• Task requirements
A complete answer lists every line of the material where the string "order" occurs.

• Stored data
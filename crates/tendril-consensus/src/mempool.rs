//! Transaction mempool for pending transactions.
//!
//! The mempool holds transactions that have been submitted but not yet
//! included in an appended block.

use crate::error::{ConsensusError, Result};
use parking_lot::RwLock;
use std::collections::{HashMap, VecDeque};
use std::time::{Duration, Instant};
use tendril_types::{Hash, Hashable, Transaction};

/// Source of candidate transactions for proposals.
pub trait TransactionPool: Send + Sync {
    /// Returns the transactions to put in the next proposal.
    fn select_transactions(&self) -> Vec<Transaction>;

    /// Returns true if a proposal would carry transactions.
    fn has_transactions(&self) -> bool {
        !self.select_transactions().is_empty()
    }

    /// Forgets transactions included in an appended block.
    fn remove_committed(&self, _transactions: &[Transaction]) {}
}

/// Configuration for the mempool.
#[derive(Debug, Clone)]
pub struct MempoolConfig {
    /// Maximum number of transactions in the mempool.
    pub max_transactions: usize,

    /// Maximum transaction age before eviction.
    pub max_transaction_age: Duration,

    /// Maximum transactions per block proposal.
    pub max_transactions_per_block: usize,
}

impl Default for MempoolConfig {
    fn default() -> Self {
        Self {
            max_transactions: 10_000,
            max_transaction_age: Duration::from_secs(600),
            max_transactions_per_block: 1000,
        }
    }
}

#[derive(Debug, Clone)]
struct PendingTransaction {
    transaction: Transaction,
    added_at: Instant,
}

#[derive(Debug, Default)]
struct Inner {
    transactions: HashMap<Hash, PendingTransaction>,
    order: VecDeque<Hash>,
}

impl Inner {
    fn remove_all(&mut self, ids: &[Hash]) {
        for id in ids {
            self.transactions.remove(id);
        }
        self.order.retain(|id| self.transactions.contains_key(id));
    }
}

/// FIFO transaction pool.
pub struct Mempool {
    config: MempoolConfig,
    inner: RwLock<Inner>,
}

impl Mempool {
    /// Creates a new mempool with the given configuration.
    pub fn new(config: MempoolConfig) -> Self {
        Self {
            config,
            inner: RwLock::new(Inner::default()),
        }
    }

    /// Creates a new mempool with default configuration.
    pub fn with_defaults() -> Self {
        Self::new(MempoolConfig::default())
    }

    /// Adds a transaction, evicting the oldest ones when full.
    pub fn add(&self, transaction: Transaction) -> Result<Hash> {
        let id = transaction.hash();
        let mut inner = self.inner.write();

        if inner.transactions.contains_key(&id) {
            return Err(ConsensusError::DuplicateTransaction(id.to_hex()));
        }

        while inner.transactions.len() >= self.config.max_transactions {
            let Some(old_id) = inner.order.pop_front() else {
                break;
            };
            inner.transactions.remove(&old_id);
            tracing::debug!(tx = %old_id, "evicted transaction due to mempool capacity");
        }

        inner.transactions.insert(
            id,
            PendingTransaction {
                transaction,
                added_at: Instant::now(),
            },
        );
        inner.order.push_back(id);

        tracing::trace!(tx = %id, "added transaction to mempool");
        Ok(id)
    }

    /// Gets a transaction by ID.
    pub fn get(&self, id: &Hash) -> Option<Transaction> {
        self.inner
            .read()
            .transactions
            .get(id)
            .map(|p| p.transaction.clone())
    }

    /// Checks if a transaction is pooled.
    pub fn contains(&self, id: &Hash) -> bool {
        self.inner.read().transactions.contains_key(id)
    }

    /// Returns the number of pending transactions.
    pub fn len(&self) -> usize {
        self.inner.read().transactions.len()
    }

    /// Returns true if the mempool is empty.
    pub fn is_empty(&self) -> bool {
        self.inner.read().transactions.is_empty()
    }

    /// Removes multiple transactions.
    pub fn remove_batch(&self, ids: &[Hash]) {
        if ids.is_empty() {
            return;
        }
        self.inner.write().remove_all(ids);
        tracing::debug!(count = ids.len(), "removed batch from mempool");
    }

    /// Up to `max_transactions_per_block` unexpired transactions, oldest first.
    pub fn get_for_proposal(&self) -> Vec<Transaction> {
        let now = Instant::now();
        let inner = self.inner.read();

        inner
            .order
            .iter()
            .filter_map(|id| inner.transactions.get(id))
            .filter(|p| now.duration_since(p.added_at) <= self.config.max_transaction_age)
            .take(self.config.max_transactions_per_block)
            .map(|p| p.transaction.clone())
            .collect()
    }

    /// Drops expired transactions and returns how many were removed.
    pub fn reap_expired(&self) -> usize {
        let now = Instant::now();
        let mut inner = self.inner.write();

        let expired: Vec<_> = inner
            .transactions
            .iter()
            .filter(|(_, p)| now.duration_since(p.added_at) > self.config.max_transaction_age)
            .map(|(id, _)| *id)
            .collect();
        inner.remove_all(&expired);

        if !expired.is_empty() {
            tracing::debug!(removed = expired.len(), "reaped expired transactions");
        }
        expired.len()
    }
}

impl TransactionPool for Mempool {
    fn select_transactions(&self) -> Vec<Transaction> {
        self.get_for_proposal()
    }

    fn remove_committed(&self, transactions: &[Transaction]) {
        let ids: Vec<_> = transactions.iter().map(Hashable::hash).collect();
        self.remove_batch(&ids);
        self.reap_expired();
    }
}

#[cfg(test)]
mod tests {
    use super::*;

    fn test_tx(seed: u64) -> Transaction {
        Transaction::new(format!("tx-{}", seed).into_bytes())
    }

    #[test]
    fn test_mempool_add_and_get() {
        let mempool = Mempool::with_defaults();
        let tx = test_tx(1);
        let id = tx.hash();

        assert_eq!(mempool.add(tx.clone()).unwrap(), id);
        assert_eq!(mempool.get(&id), Some(tx));
    }

    #[test]
    fn test_mempool_duplicate() {
        let mempool = Mempool::with_defaults();
        let tx = test_tx(1);

        assert!(mempool.add(tx.clone()).is_ok());
        assert!(matches!(
            mempool.add(tx),
            Err(ConsensusError::DuplicateTransaction(_))
        ));
    }

    #[test]
    fn test_mempool_capacity() {
        let mempool = Mempool::new(MempoolConfig {
            max_transactions: 3,
            ..Default::default()
        });

        for i in 1..=5 {
            mempool.add(test_tx(i)).unwrap();
        }

        assert_eq!(mempool.len(), 3);
        assert!(!mempool.contains(&test_tx(1).hash()));
        assert!(!mempool.contains(&test_tx(2).hash()));
        assert!(mempool.contains(&test_tx(5).hash()));
    }

    #[test]
    fn test_proposal_is_fifo_and_capped() {
        let mempool = Mempool::new(MempoolConfig {
            max_transactions_per_block: 2,
            ..Default::default()
        });

        for i in 1..=5 {
            mempool.add(test_tx(i)).unwrap();
        }

        assert_eq!(mempool.select_transactions(), vec![test_tx(1), test_tx(2)]);
        assert!(mempool.has_transactions());
    }

    #[test]
    fn test_expired_transactions_are_skipped() {
        let mempool = Mempool::new(MempoolConfig {
            max_transaction_age: Duration::ZERO,
            ..Default::default()
        });
        mempool.add(test_tx(1)).unwrap();
        std::thread::sleep(Duration::from_millis(2));

        assert!(mempool.get_for_proposal().is_empty());
        assert_eq!(mempool.reap_expired(), 1);
        assert!(mempool.is_empty());
    }

    #[test]
    fn test_remove_committed() {
        let mempool = Mempool::with_defaults();
        for i in 1..=5 {
            mempool.add(test_tx(i)).unwrap();
        }

        mempool.remove_committed(&[test_tx(2), test_tx(4), test_tx(9)]);
        assert_eq!(mempool.len(), 3);
        assert_eq!(
            mempool.select_transactions(),
            vec![test_tx(1), test_tx(3), test_tx(5)]
        );
    }
}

• Solution
    order: VecDeque<Hash>,
        self.order.retain(|id| self.transactions.contains_key(id));
            let Some(old_id) = inner.order.pop_front() else {
        inner.order.push_back(id);
            .order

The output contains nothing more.